* [PATCH AUTOSEL 7.0-5.10] ppp: disconnect channel before nullifying pch->chan
[not found] <20260420131539.986432-1-sashal@kernel.org>
@ 2026-04-20 13:08 ` Sasha Levin
0 siblings, 0 replies; only message in thread
From: Sasha Levin @ 2026-04-20 13:08 UTC (permalink / raw)
To: patches, stable
Cc: Qingfang Deng, Paolo Abeni, Sasha Levin, andrew+netdev, davem,
edumazet, kuba, linux-ppp, netdev, linux-kernel
From: Qingfang Deng <dqfext@gmail.com>
[ Upstream commit 6a196e83a1a7e50be93482d1cd4305641f1a9fb1 ]
In ppp_unregister_channel(), pch->chan is set to NULL before calling
ppp_disconnect_channel(), which removes the channel from ppp->channels
list using list_del_rcu() + synchronize_net(). This creates an
intermediate state where the channel is still connected (on the list)
but already unregistered (pch->chan == NULL).
Call ppp_disconnect_channel() before setting pch->chan to NULL. After
the synchronize_net(), no new reader on the transmit path will hold a
reference to the channel from the list.
This eliminates the problematic state, and prepares for removing the
pch->chan NULL checks from the transmit path in a subsequent patch.
Signed-off-by: Qingfang Deng <dqfext@gmail.com>
Link: https://patch.msgid.link/20260312093732.277254-1-dqfext@gmail.com
Signed-off-by: Paolo Abeni <pabeni@redhat.com>
Signed-off-by: Sasha Levin <sashal@kernel.org>
---
LLM Generated explanations, may be completely bogus:
Now I have all the information needed. Let me compile the complete
analysis.
---
## Phase 1: Commit Message Forensics
### Step 1.1: Subject Line
- **Subsystem**: `ppp` (PPP networking subsystem)
- **Action verb**: "disconnect" / implied "fix" - reorder operations to
eliminate a race
- **Summary**: Reorder `ppp_disconnect_channel()` and `pch->chan = NULL`
to eliminate a problematic intermediate state
### Step 1.2: Tags
- **Signed-off-by**: Qingfang Deng (author, active PPP contributor with
9+ commits to the subsystem)
- **Link**:
`https://patch.msgid.link/20260312093732.277254-1-dqfext@gmail.com`
(the `-1-` suggests a single patch, not a series)
- **Signed-off-by**: Paolo Abeni (netdev co-maintainer, merge authority)

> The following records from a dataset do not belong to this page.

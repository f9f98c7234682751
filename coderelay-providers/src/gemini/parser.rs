//! Gemini output parsers.

use coderelay_core::Usage;
use coderelay_exec::ProcessOutput;
use serde::Deserialize;
use std::collections::HashMap;
use tracing::debug;

// ============================================================================
// JSON Output Structures
// ============================================================================

/// The part of `gemini --output-format json` we read.
#[derive(Debug, Deserialize)]
struct GeminiOutput {
    #[serde(default)]
    stats: Option<GeminiStats>,
}

#[derive(Debug, Deserialize)]
struct GeminiStats {
    #[serde(default)]
    models: HashMap<String, GeminiModelStats>,
}

#[derive(Debug, Deserialize)]
struct GeminiModelStats {
    #[serde(default)]
    tokens: GeminiTokens,
}

#[derive(Debug, Default, Deserialize)]
struct GeminiTokens {
    #[serde(default)]
    prompt: u64,
    #[serde(default)]
    candidates: u64,
    #[serde(default)]
    cached: u64,
}

// ============================================================================
// Parsers
// ============================================================================

/// Sums token usage across every model Gemini reports.
pub fn parse_gemini_usage(output: &ProcessOutput) -> Option<Usage> {
    let parsed: GeminiOutput = serde_json::from_str(output.stdout.trim()).ok()?;
    let stats = parsed.stats?;

    let usage = stats.models.values().fold(Usage::default(), |mut acc, model| {
        acc.input_tokens += model.tokens.prompt;
        acc.output_tokens += model.tokens.candidates;
        acc.cached_tokens += model.tokens.cached;
        acc
    });

    debug!(models = stats.models.len(), total = usage.total(), "Parsed Gemini usage");
    (usage.total() > 0).then_some(usage)
}

#[cfg(test)]
mod tests {
    use super::*;
    use std::time::Duration;

    fn output(stdout: &str) -> ProcessOutput {
        ProcessOutput {
            stdout: stdout.to_string(),
            stderr: String::new(),
            exit_code: Some(0),
            duration: Duration::ZERO,
        }
    }

    #[test]
    fn test_sums_models() {
        let json = r#"{
            "response": "ok",
            "stats": {"models": {
                "gemini-2.5-pro": {"tokens": {"prompt": 100, "candidates": 20, "cached": 5}},
                "gemini-2.5-flash": {"tokens": {"prompt": 10, "candidates": 2}}
            }}
        }"#;
        let usage = parse_gemini_usage(&output(json)).unwrap();
        assert_eq!(usage.input_tokens, 110);
        assert_eq!(usage.output_tokens, 22);
        assert_eq!(usage.cached_tokens, 5);
    }

    #[test]
    fn test_missing_stats() {
        assert!(parse_gemini_usage(&output(r#"{"response": "ok"}"#)).is_none());
        assert!(parse_gemini_usage(&output("plain text")).is_none());
    }
}
//! Provider responses and streaming events.

use serde::{Deserialize, Serialize};

use crate::error::ProviderError;

// ============================================================================
// Usage
// ============================================================================

/// Token usage reported by a provider, when the tool exposes it.
#[derive(Debug, Clone, Copy, Default, PartialEq, Eq, Serialize, Deserialize)]
#[serde(rename_all = "camelCase")]
pub struct Usage {
    /// Prompt tokens.
    pub input_tokens: u64,
    /// Completion tokens.
    pub output_tokens: u64,
    /// Tokens served from cache, if reported.
    #[serde(default)]
    pub cached_tokens: u64,
}

impl Usage {
    /// Total tokens consumed.
    pub fn total(&self) -> u64 {
        self.input_tokens + self.output_tokens
    }

    /// Tokens offloaded to the provider instead of the calling model.
    ///
    /// This is what the state tracker accumulates as "tokens saved".
    pub fn tokens_saved(&self) -> u64 {
        self.total()
    }
}

// ============================================================================
// Provider Response
// ============================================================================

/// Final result of one provider invocation.
#[derive(Debug, Clone, PartialEq, Serialize, Deserialize)]
#[serde(rename_all = "camelCase")]
pub struct ProviderResponse {
    /// Provider id that produced the text.
    pub provider: String,
    /// Response text.
    pub text: String,
    /// Token usage, if the tool reported it.
    pub usage: Option<Usage>,
}

impl ProviderResponse {
    /// Creates a response without usage data.
    pub fn new(provider: impl Into<String>, text: impl Into<String>) -> Self {
        Self {
            provider: provider.into(),
            text: text.into(),
            usage: None,
        }
    }

    /// Attaches usage data.
    pub fn with_usage(mut self, usage: Usage) -> Self {
        self.usage = Some(usage);
        self
    }

    /// Tokens saved by this response (zero without usage data).
    pub fn tokens_saved(&self) -> u64 {
        self.usage.map_or(0, |u| u.tokens_saved())
    }
}

// ============================================================================
// Provider Events
// ============================================================================

/// One event of a streaming provider invocation.
///
/// A well-formed stream is exactly one `Start`, any number of `TextDelta` or
/// `Chunk`, then exactly one terminal `Complete` or `Error`.
#[derive(Debug)]
pub enum ProviderEvent {
    /// The subprocess has been started.
    Start {
        /// Provider id.
        provider: String,
    },
    /// Incremental response text.
    TextDelta(String),
    /// A structured chunk (e.g. one JSON line of tool output).
    Chunk(serde_json::Value),
    /// Terminal success.
    Complete(ProviderResponse),
    /// Terminal failure.
    Error(ProviderError),
}

impl ProviderEvent {
    /// Returns true for `Complete` and `Error`.
    pub fn is_terminal(&self) -> bool {
        matches!(self, Self::Complete(_) | Self::Error(_))
    }
}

- No Fixes: tag (expected - that's why it's under review)
- No Reported-by (no explicit crash report)
### Step 1.3: Body Analysis
The commit describes a concrete race condition: `pch->chan` is set to
NULL before `ppp_disconnect_channel()` removes the channel from
`ppp->channels`. This creates an intermediate state where the channel is
still on the list but already has `pch->chan == NULL`. The fix reorders
the operations: disconnect first (remove from list), then NULL-ify.
### Step 1.4: Hidden Bug Fix Detection
The phrase "This eliminates the problematic state" clearly describes
fixing a race condition. The mention of "prepares for removing the
pch->chan NULL checks from the transmit path in a subsequent patch"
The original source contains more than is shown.